June 4, 2019
For many, the “conversational part” (the possibility to add paramenters to the request and have Siri ask follow-up questions) is the most interesting news, because it will lead to a more natural experience; for me the game-changer is the introduction of automatic triggers that will allow to perform multi-steps shortcuts when something external / planned occurs.
The possibility are endless, because there are already lots of different triggers (specific time, arriving or leaving at a location, launching a specific app, changing the state of the device like enabling Wifi, etc…) and we can already imagine that more will follow:
- When I leave home, send an SSH command to my computer to start running some operations, turn off the lights and enable DND on the phone;
- Every Friday at 7 p.m. blast “The Final Countdown” at maximum volume and trigger an AppleScript via SSH to copy some files to a specific location;
- When I launch Tweetbot after 10 p.m., automatically search Google for “productivity killers”;
- If I enable Airplane mode, also lower the device volume; when I disable it, send a message to a family member to tell I’m back online.
I could go on forever on the most implausible automations… it’s so freaking cool that we will finally have access to all that power without the need to manually start any action.
For now I can only dream, though: Shortcuts comes preinstalled with iOS 13 but I don’t plan to rush with the new operating system on my phone, so I tried playing with automatic triggers in the Simulator, where they don’t seem to cause any actions yet.
May 24, 2019
I usually fall asleep listening to podcasts, which means that every night I have to tell the Echo Dot to connect to my phone via Bluetooth and ask Siri to resume playing Overcast while setting a sleep timer.
For a while now I have had the second part automated in Shortcuts, inside a night-time routine that involves other steps too, but a bug with the Echo forced me to ask twice for my phone to connect to the Echo, combining a futuristic automation on the phone with the actual human (me) forced to the following dance 👏every👏single👏night👏:
Me: “Alexa, connect my phone”
Alexa: Your phone is already connected
(it is not)
Me: “Alexa, connect my 🤬 phone!”
(the phone finally connects)
Yesterday, a miraculous over-the-air update to the Echo fixed this annoyance, and the phone now connects at first try.
The resulting joy motivated me to walk the final line and automate the Bluetooth connection with Shortcuts too… #thefuture
It wouldn’t make much sense to share the actual shortcut, because it is personalized with my apps and needs, but here are the steps, in case you want to make your ladies in the tubes talk to each other:
- Record yourself saying “Alexa, connect my phone”;
- Save the audio file into the Shortcuts folder in iCloud Drive;
- Edit your “Going to bed” shortcut to play the audio file outloud and then proceed with the podcast playback with a preconfigured sleep timer.
I also added the reverse “Alexa, disconnect my phone” recording to the morning routine shortcut for maximum laziness; about that, a warning: when the phone is actually connected, Alexa does not listen to herself speaking, so the shortcut includes a “disconnect Bluetooth -> wait 3 seconds -> reconnect Bluetooth” step before playing the disconnection audio file.
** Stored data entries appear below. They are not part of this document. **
//! The opaque message sink the adapter delivers to.
//!
//! The real transport is a midir output connection on the first available
//! port; when MIDI is not requested the adapter talks to [`NullSink`].

use midir::{MidiOutput, MidiOutputConnection};

use crate::error::{Error, Result};

pub trait MidiSink {
    /// Deliver one `[status, data1, data2]` message.
    fn send_message(&mut self, message: [u8; 3]) -> Result<()>;
}

/// Swallows every message. Stands in for the transport when MIDI output is
/// disabled.
pub struct NullSink;

impl MidiSink for NullSink {
    fn send_message(&mut self, _message: [u8; 3]) -> Result<()> {
        Ok(())
    }
}

/// A midir-backed sink owning exactly one output connection.
pub struct MidirSink {
    connection: MidiOutputConnection,
}

impl MidirSink {
    /// Connect to the first available MIDI output port.
    pub fn open(client_name: &str) -> Result<MidirSink> {
        let output = MidiOutput::new(client_name).map_err(|e| Error::Midi(e.to_string()))?;
        let ports = output.ports();
        let port = ports
            .first()
            .ok_or_else(|| Error::Midi("no MIDI output port available".to_string()))?;
        let connection = output
            .connect(port, client_name)
            .map_err(|e| Error::Midi(e.to_string()))?;
        Ok(MidirSink { connection })
    }

    /// Names of the MIDI output ports currently available.
    pub fn list_ports(client_name: &str) -> Result<Vec<String>> {
        let output = MidiOutput::new(client_name).map_err(|e| Error::Midi(e.to_string()))?;
        let mut names = Vec::new();
        for port in output.ports() {
            names.push(
                output
                    .port_name(&port)
                    .map_err(|e| Error::Midi(e.to_string()))?,
            );
        }
        Ok(names)
    }
}

impl MidiSink for MidirSink {
    fn send_message(&mut self, message: [u8; 3]) -> Result<()> {
        self.connection
            .send(&message)
            .map_err(|e| Error::Midi(e.to_string()))
    }
}
//! The 36-symbol glyph alphabet and its value codec.
//!
//! Values are bounded integers in `[0, 35]`; case carries no value and is
//! re-introduced only at output time by the sensitivity rule.

/// The storage-level empty cell.
pub const DOT_GLYPH: char = '.';
/// A one-tick pulse.
pub const BANG_GLYPH: char = '*';
/// Start/end of a comment span.
pub const COMMENT_GLYPH: char = '#';
/// The MIDI note operator.
pub const MIDI_GLYPH: char = ':';
/// What the renderer collaborator shows in place of [`DOT_GLYPH`].
pub const EMPTY_GLYPH: char = ' ';

/// The value alphabet `0..9,a..z`, indexed by value.
pub const GLYPH_TABLE: [char; 36] = [
    '0', '1', '2', '3', '4', '5', '6', '7', '8', '9', 'a', 'b', 'c', 'd', 'e', 'f', 'g', 'h',
    'i', 'j', 'k', 'l', 'm', 'n', 'o', 'p', 'q', 'r', 's', 't', 'u', 'v', 'w', 'x', 'y', 'z',
];

pub const GLYPH_TABLE_SIZE: i32 = GLYPH_TABLE.len() as i32;

/// Index of a glyph in the value alphabet, case-insensitive.
///
/// Returns -1 for anything outside the alphabet.
pub fn index_of(glyph: char) -> i32 {
    match glyph.to_ascii_lowercase() {
        c @ '0'..='9' => c as i32 - '0' as i32,
        c @ 'a'..='z' => c as i32 - 'a' as i32 + 10,
        _ => -1,
    }
}

/// Numeric value of a cell read.
///
/// DOT, BANG and absent cells all decode to 0; unknown glyphs to -1.
pub fn value_of(glyph: Option<char>) -> i32 {
    match glyph {
        None | Some(DOT_GLYPH) | Some(BANG_GLYPH) => 0,
        Some(g) => index_of(g),
    }
}

/// Glyph for a value, wrapping modulo the table size.
pub fn key_of(index: i32, upper_case: bool) -> char {
    let glyph = GLYPH_TABLE[index.rem_euclid(GLYPH_TABLE_SIZE) as usize];
    if upper_case {
        glyph.to_ascii_uppercase()
    } else {
        glyph
    }
}
//! The per-frame evaluator.
//!
//! One tick: reset the grid's locks and MIDI queue, discover operators in
//! row-major order, then execute each one that is unlocked and either
//! passive or pulsed by a neighboring BANG. Writes and locks made by an
//! earlier operator are visible to every later one in the same tick; the
//! row-major scan plus the lock mask is the only concurrency discipline.

use log::debug;
use rand::rngs::StdRng;
use rand::SeedableRng;

use crate::glyph::{BANG_GLYPH, DOT_GLYPH};
use crate::grid::Grid;
use crate::ops::Operator;

pub struct Engine {
    grid: Grid,
    frame: usize,
    rng: StdRng,
}

impl Engine {
    /// Evaluator with an OS-seeded generator for the `r` operator.
    pub fn new(grid: Grid) -> Engine {
        Engine {
            grid,
            frame: 0,
            rng: StdRng::from_os_rng(),
        }
    }

    /// Evaluator with a fixed seed, for reproducible runs.
    pub fn with_seed(grid: Grid, seed: u64) -> Engine {
        Engine {
            grid,
            frame: 0,
            rng: StdRng::seed_from_u64(seed),
        }
    }

    pub fn frame(&self) -> usize {
        self.frame
    }

    pub fn grid(&self) -> &Grid {
        &self.grid
    }

    pub fn grid_mut(&mut self) -> &mut Grid {
        &mut self.grid
    }

    /// Run one frame of evaluation.
    pub fn tick(&mut self) {
        self.grid.reset_for_frame();

        let mut operators = discover(&self.grid);
        debug!("frame {}: found {} operators", self.frame, operators.len());

        for op in &mut operators {
            if self.grid.is_locked(op.x, op.y) {
                debug!(
                    "frame {}: skipping locked {} at ({}, {})",
                    self.frame, op.name, op.x, op.y
                );
                continue;
            }
            if op.is_passive || op.has_neighbor(&self.grid, BANG_GLYPH) {
                op.run(&mut self.grid, self.frame, &mut self.rng, false);
                // Movement has already locked the destination; everyone else
                // claims the cell it ran on.
                self.grid.lock(op.x, op.y);
            }
        }

        self.frame += 1;
    }

    /// Run `n` frames back to back.
    pub fn run(&mut self, n: usize) {
        for _ in 0..n {
            self.tick();
        }
    }
}

/// Scan the grid in row-major order and build an operator for every non-DOT
/// cell whose glyph is an opcode.
fn discover(grid: &Grid) -> Vec<Operator> {
    let mut operators = Vec::new();
    for (y, row) in grid.iter_rows().enumerate() {
        for (x, &glyph) in row.iter().enumerate() {
            if glyph == DOT_GLYPH {
                continue;
            }
            match Operator::from_glyph(glyph, x as i32, y as i32) {
                Some(op) => operators.push(op),
                None => debug!("no operator for glyph {:?} at ({}, {})", glyph, x, y),
            }
        }
    }
    operators
}

#[cfg(test)]
mod tests {
    use super::*;

    fn engine(s: &str) -> Engine {
        Engine::with_seed(Grid::from_string(s).unwrap(), 0)
    }

    #[test]
    fn test_discovery_is_row_major() {
        let grid = Grid::from_string("A.B\n.C.").unwrap();
        let ops: Vec<(i32, i32)> = discover(&grid).iter().map(|op| (op.x, op.y)).collect();
        assert_eq!(ops, vec![(0, 0), (2, 0), (1, 1)]);
    }

    #[test]
    fn test_active_operator_needs_a_pulse() {
        // Lower-case add with no bang stays inert.
        let mut engine = engine("1a2\n...");
        engine.tick();
        assert_eq!(engine.grid().peek(1, 1), Some('.'));
    }

    #[test]
    fn test_operator_locks_its_own_cell() {
        let mut engine = engine("1A2\n...");
        engine.tick();
        assert!(engine.grid().is_locked(1, 0));
    }

    #[test]
    fn test_frame_counter_is_monotonic() {
        let mut engine = engine("...");
        assert_eq!(engine.frame(), 0);
        engine.run(3);
        assert_eq!(engine.frame(), 3);
    }
}
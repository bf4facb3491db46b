//! Structural glyph operators: bang and comment.

use super::{Operator, Payload};
use crate::grid::Grid;

/// A pulse consumes itself when it runs.
pub(super) fn bang(op: &mut Operator, grid: &mut Grid) -> Payload {
    op.do_draw = false;
    op.erase(grid);
    Payload::None
}

/// Locks the operator's own cell and everything east of it up to and
/// including the closing `#`, or the end of the row.
pub(super) fn comment(op: &Operator, grid: &mut Grid) -> Payload {
    grid.lock(op.x, op.y);
    for x in (op.x + 1)..grid.cols() as i32 {
        grid.lock(x, op.y);
        if grid.peek(x, op.y) == Some(op.glyph) {
            break;
        }
    }
    Payload::None
}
Here’s a screenshot:
November 19, 2018
Today I was asked for a way, maybe a small custom iOS app with bonus points if it had a CarPlay extension, to occasionally retrieve an audio file via HTTP and play it in the car. The path for the file is known and remains the same, but the file name changes every day and it corresponds to the date in yyyyMMdd format. No need to archive the file for posterity or retrieve previous days, the goal was just a quick way to fetch this MP3 and treat it like a podcast while being on the move.
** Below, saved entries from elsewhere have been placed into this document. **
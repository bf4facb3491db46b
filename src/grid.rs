//! The mutable evaluation grid: glyph state, the per-tick lock mask and the
//! frame-scoped MIDI event queue.

use std::fmt;
use std::fs;
use std::path::Path;

use crate::error::{Error, Result};
use crate::glyph::{self, BANG_GLYPH, DOT_GLYPH};
use crate::midi::MidiNoteOnEvent;
use crate::ports::Port;

pub const MAX_ROWS: usize = 200;
pub const MAX_FILE_SIZE: u64 = 1024 * 1024;

#[derive(Debug, Clone)]
pub struct Grid {
    rows: usize,
    cols: usize,
    state: Vec<Vec<char>>,
    // A locked cell is inert for the rest of the tick: it is not considered
    // as an operator and normal outputs to it are suppressed at discovery
    // level, not at poke level.
    locks: Vec<Vec<bool>>,
    midi_events: Vec<MidiNoteOnEvent>,
}

impl Grid {
    pub fn new(rows: usize, cols: usize) -> Grid {
        Grid {
            rows,
            cols,
            state: vec![vec![DOT_GLYPH; cols]; rows],
            locks: vec![vec![false; cols]; rows],
            midi_events: Vec::new(),
        }
    }

    /// Load a grid from a plain-text file.
    ///
    /// The size is checked before the file is read so an oversize path is
    /// rejected without buffering it.
    pub fn from_path(path: &Path) -> Result<Grid> {
        let size = fs::metadata(path)?.len();
        if size > MAX_FILE_SIZE {
            return Err(Error::FileTooBig {
                path: path.to_path_buf(),
                size,
                max: MAX_FILE_SIZE,
            });
        }
        Grid::from_string(&fs::read_to_string(path)?)
    }

    /// Parse a grid from a string, one line per row.
    ///
    /// Fails if there are no lines, more than [`MAX_ROWS`] lines, or any
    /// line whose length differs from line 0.
    pub fn from_string(s: &str) -> Result<Grid> {
        let lines: Vec<&str> = s.lines().collect();
        if lines.len() > MAX_ROWS {
            return Err(Error::TooManyRows(lines.len()));
        }
        if lines.is_empty() {
            return Err(Error::EmptyGrid);
        }

        let expected = lines[0].chars().count();
        for (i, line) in lines.iter().enumerate() {
            let actual = line.chars().count();
            if actual != expected {
                return Err(Error::RaggedRow {
                    line: i,
                    actual,
                    expected,
                });
            }
        }

        let mut grid = Grid::new(lines.len(), expected);
        grid.state = lines.iter().map(|line| line.chars().collect()).collect();
        Ok(grid)
    }

    pub fn rows(&self) -> usize {
        self.rows
    }

    pub fn cols(&self) -> usize {
        self.cols
    }

    pub fn iter_rows(&self) -> impl Iterator<Item = &[char]> {
        self.state.iter().map(|row| row.as_slice())
    }

    pub fn is_inside(&self, x: i32, y: i32) -> bool {
        x >= 0 && y >= 0 && (x as usize) < self.cols && (y as usize) < self.rows
    }

    /// Glyph at the given position, or `None` outside the grid.
    pub fn peek(&self, x: i32, y: i32) -> Option<char> {
        if self.is_inside(x, y) {
            Some(self.state[y as usize][x as usize])
        } else {
            None
        }
    }

    /// Write a glyph at the given position. Out of bounds is a silent no-op.
    pub fn poke(&mut self, x: i32, y: i32, glyph: char) {
        if self.is_inside(x, y) {
            self.state[y as usize][x as usize] = glyph;
        }
    }

    pub fn lock(&mut self, x: i32, y: i32) {
        if self.is_inside(x, y) {
            self.locks[y as usize][x as usize] = true;
        }
    }

    pub fn is_locked(&self, x: i32, y: i32) -> bool {
        self.is_inside(x, y) && self.locks[y as usize][x as usize]
    }

    /// Clear all locks and the MIDI queue. Called at the start of every tick.
    pub fn reset_for_frame(&mut self) {
        for row in &mut self.locks {
            row.fill(false);
        }
        self.midi_events.clear();
    }

    /// Peek at a port's cell, substituting the port default when the cell
    /// reads DOT or BANG. Absent cells stay absent.
    pub fn listen(&self, port: &Port) -> Option<char> {
        match self.peek(port.x, port.y) {
            Some(g) if (g == DOT_GLYPH || g == BANG_GLYPH) && port.default.is_some() => {
                port.default
            }
            other => other,
        }
    }

    /// Listen to a port and decode the glyph, applying the port clamp.
    pub fn listen_as_value(&self, port: &Port) -> i32 {
        port.clamp.apply(glyph::value_of(self.listen(port)))
    }

    pub fn value_at(&self, x: i32, y: i32) -> i32 {
        glyph::value_of(self.peek(x, y))
    }

    pub fn key_of(&self, index: i32, upper_case: bool) -> char {
        glyph::key_of(index, upper_case)
    }

    /// Queue a MIDI note event for this frame.
    pub fn push_midi(&mut self, event: MidiNoteOnEvent) {
        self.midi_events.push(event);
    }

    pub fn midi_events(&self) -> &[MidiNoteOnEvent] {
        &self.midi_events
    }

    /// Hand the frame's events to the sink adapter, leaving the queue empty.
    pub fn take_midi_events(&mut self) -> Vec<MidiNoteOnEvent> {
        std::mem::take(&mut self.midi_events)
    }
}

impl fmt::Display for Grid {
    fn fmt(&self, f: &mut fmt::Formatter<'_>) -> fmt::Result {
        for (i, row) in self.state.iter().enumerate() {
            if i > 0 {
                f.write_str("\n")?;
            }
            for &g in row {
                write!(f, "{}", g)?;
            }
        }
        Ok(())
    }
}

#[cfg(test)]
mod tests {
    use super::*;
    use crate::ports::Clamp;

    #[test]
    fn test_from_string_shape() {
        let grid = Grid::from_string("...\n...").unwrap();
        assert_eq!(grid.rows(), 2);
        assert_eq!(grid.cols(), 3);
    }

    #[test]
    fn test_from_string_rejects_ragged_rows() {
        match Grid::from_string("...\n....") {
            Err(Error::RaggedRow {
                line,
                actual,
                expected,
            }) => {
                assert_eq!(line, 1);
                assert_eq!(actual, 4);
                assert_eq!(expected, 3);
            }
            other => panic!("unexpected result: {:?}", other.map(|g| g.to_string())),
        }
    }

    #[test]
    fn test_from_string_rejects_empty() {
        assert!(matches!(Grid::from_string(""), Err(Error::EmptyGrid)));
    }

    #[test]
    fn test_from_string_rejects_too_many_rows() {
        let s = vec!["."; MAX_ROWS + 1].join("\n");
        assert!(matches!(
            Grid::from_string(&s),
            Err(Error::TooManyRows(n)) if n == MAX_ROWS + 1
        ));
    }

    #[test]
    fn test_peek_poke_bounds() {
        let mut grid = Grid::from_string(".A.\n...").unwrap();
        assert_eq!(grid.peek(1, 0), Some('A'));
        assert_eq!(grid.peek(4, 4), None);
        assert_eq!(grid.peek(-1, 0), None);

        grid.poke(3, 3, '3');
        assert_eq!(grid.peek(3, 3), None);

        grid.poke(1, 1, '3');
        assert_eq!(grid.peek(1, 1), Some('3'));
    }

    #[test]
    fn test_listen_default_substitution() {
        let grid = Grid::from_string(".*2").unwrap();
        let dot = Port::input("a", 0, 0).with_default('8');
        let bang = Port::input("b", 1, 0).with_default('8');
        let set = Port::input("c", 2, 0).with_default('8');
        let absent = Port::input("d", 9, 0).with_default('8');
        assert_eq!(grid.listen(&dot), Some('8'));
        assert_eq!(grid.listen(&bang), Some('8'));
        assert_eq!(grid.listen(&set), Some('2'));
        assert_eq!(grid.listen(&absent), None);
    }

    #[test]
    fn test_listen_as_value_applies_clamp() {
        let grid = Grid::from_string(".5").unwrap();
        let rate = Port::input("rate", 0, 0).with_clamp(Clamp::AtLeast(1));
        assert_eq!(grid.listen_as_value(&rate), 1);
        let capped = Port::input("cap", 1, 0).with_clamp(Clamp::Bounded(0, 3));
        assert_eq!(grid.listen_as_value(&capped), 3);
    }

    #[test]
    fn test_value_helpers() {
        let grid = Grid::from_string("3z.").unwrap();
        assert_eq!(grid.value_at(0, 0), 3);
        assert_eq!(grid.value_at(1, 0), 35);
        assert_eq!(grid.value_at(9, 9), 0);
        assert_eq!(grid.key_of(38, false), '2');
        assert_eq!(grid.key_of(11, true), 'B');
    }

    #[test]
    fn test_reset_for_frame() {
        let mut grid = Grid::from_string("...\n...").unwrap();
        grid.lock(1, 1);
        grid.push_midi(MidiNoteOnEvent {
            channel: 0,
            octave: 3,
            note: 'C',
            velocity: 4,
            length: 0,
        });
        grid.reset_for_frame();
        assert!(!grid.is_locked(1, 1));
        assert!(grid.midi_events().is_empty());
    }

    #[test]
    fn test_display_roundtrip() {
        let s = ".A2\n.#.";
        let grid = Grid::from_string(s).unwrap();
        assert_eq!(grid.to_string(), s);
    }
}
Since I remembered CarPlay apps being limited by Apple to specific use cases, I immediately gave up the bonus points and focused on the quickest way to achieve the goal. I should also confess I’m trying to reduce the number of new apps I work on concurrently, so I wasn’t excited by the prospect of opening Xcode for this…
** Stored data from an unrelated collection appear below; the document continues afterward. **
//! Movement operators: east, west, north and south share one translation.

use super::{Operator, Payload};
use crate::glyph::{BANG_GLYPH, DOT_GLYPH};
use crate::grid::Grid;

/// Translate the operator by one cell.
///
/// Exploding to BANG replaces the move when the destination is outside the
/// grid or holds anything but DOT/BANG. A successful move erases the origin,
/// rewrites the glyph at the destination and locks it for the rest of the
/// tick.
pub(super) fn move_by(op: &mut Operator, grid: &mut Grid, offset_x: i32, offset_y: i32) -> Payload {
    let new_x = op.x + offset_x;
    let new_y = op.y + offset_y;

    if !grid.is_inside(new_x, new_y) {
        op.explode(grid);
        return Payload::None;
    }

    match grid.peek(new_x, new_y) {
        Some(DOT_GLYPH) | Some(BANG_GLYPH) => {}
        _ => {
            op.explode(grid);
            return Payload::None;
        }
    }

    op.erase(grid);
    op.x = new_x;
    op.y = new_y;
    grid.poke(op.x, op.y, op.glyph);
    grid.lock(op.x, op.y);
    Payload::None
}
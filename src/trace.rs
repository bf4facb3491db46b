//! JSON model of a headless run: per-frame note events plus the final grid.

use serde::Serialize;

use crate::engine::Engine;
use crate::midi::MidiNoteOnEvent;

#[derive(Debug, Clone, Serialize)]
pub struct RunTrace {
    pub rows: usize,
    pub cols: usize,
    pub frames: Vec<FrameTrace>,
    /// Grid rows after the last frame, one string per row.
    pub grid: Vec<String>,
}

#[derive(Debug, Clone, Serialize)]
pub struct FrameTrace {
    pub frame: usize,
    #[serde(skip_serializing_if = "Vec::is_empty")]
    pub events: Vec<NoteEventJson>,
}

#[derive(Debug, Clone, Serialize)]
pub struct NoteEventJson {
    pub channel: u8,
    pub octave: u8,
    pub note: char,
    pub velocity: u8,
    pub length: u8,
    #[serde(skip_serializing_if = "Option::is_none")]
    pub note_number: Option<u8>,
}

impl From<MidiNoteOnEvent> for NoteEventJson {
    fn from(event: MidiNoteOnEvent) -> NoteEventJson {
        NoteEventJson {
            channel: event.channel,
            octave: event.octave,
            note: event.note,
            velocity: event.velocity,
            length: event.length,
            note_number: event.note_number(),
        }
    }
}

impl RunTrace {
    /// Tick the engine `frames` times, collecting each frame's note events.
    pub fn capture(engine: &mut Engine, frames: usize) -> RunTrace {
        let mut traced = Vec::with_capacity(frames);
        for _ in 0..frames {
            let frame = engine.frame();
            engine.tick();
            let events = engine
                .grid_mut()
                .take_midi_events()
                .into_iter()
                .map(NoteEventJson::from)
                .collect();
            traced.push(FrameTrace { frame, events });
        }

        let grid = engine.grid();
        RunTrace {
            rows: grid.rows(),
            cols: grid.cols(),
            frames: traced,
            grid: grid
                .iter_rows()
                .map(|row| row.iter().collect::<String>())
                .collect(),
        }
    }
}

#[cfg(test)]
mod tests {
    use super::*;
    use crate::grid::Grid;

    #[test]
    fn test_capture_collects_events_and_final_grid() {
        let grid = Grid::from_string("*:13C4\n......").unwrap();
        let mut engine = Engine::with_seed(grid, 0);
        let trace = RunTrace::capture(&mut engine, 2);

        assert_eq!(trace.rows, 2);
        assert_eq!(trace.cols, 6);
        assert_eq!(trace.frames.len(), 2);
        assert_eq!(trace.frames[0].frame, 0);
        assert_eq!(trace.frames[0].events.len(), 1);
        let event = &trace.frames[0].events[0];
        assert_eq!(event.channel, 1);
        assert_eq!(event.note, 'C');
        assert_eq!(event.note_number, Some(60));
        assert_eq!(trace.grid.len(), 2);
    }

    #[test]
    fn test_trace_serializes() {
        let grid = Grid::from_string("...").unwrap();
        let mut engine = Engine::with_seed(grid, 0);
        let trace = RunTrace::capture(&mut engine, 1);
        let json = serde_json::to_string(&trace).unwrap();
        assert!(json.contains("\"rows\":1"));
        // Empty event lists are omitted entirely.
        assert!(!json.contains("\"events\""));
    }
}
The next idea involved a cron job, Apple Script and iTunes, plus the existing Apple Music subscription of the person requesting my suggestion: I began imagining to write a script, schedule it for running every day and either add the file as a song to iTunes and have it uploaded to the Music library in the cloud or copy the file to iCloud to play it directly from the Files app when needed. Maybe Overcast Premium could have been a part for this and resurrect the CarPlay part, but it seemed overly complicated: I was thinking of repeating an operation every day on a different device for just an occasional need.
Then I thought of Shortcuts, and boy it was easy, effective and elegant to achieve a functional solution with it!
I actually made two alternatives, spending less than 10 minutes total: one saves the file to iCloud and the other opens it directly in VLC, where playback starts automatically. Both have 3 steps and a variable to format the date, and couldn’t be simpler.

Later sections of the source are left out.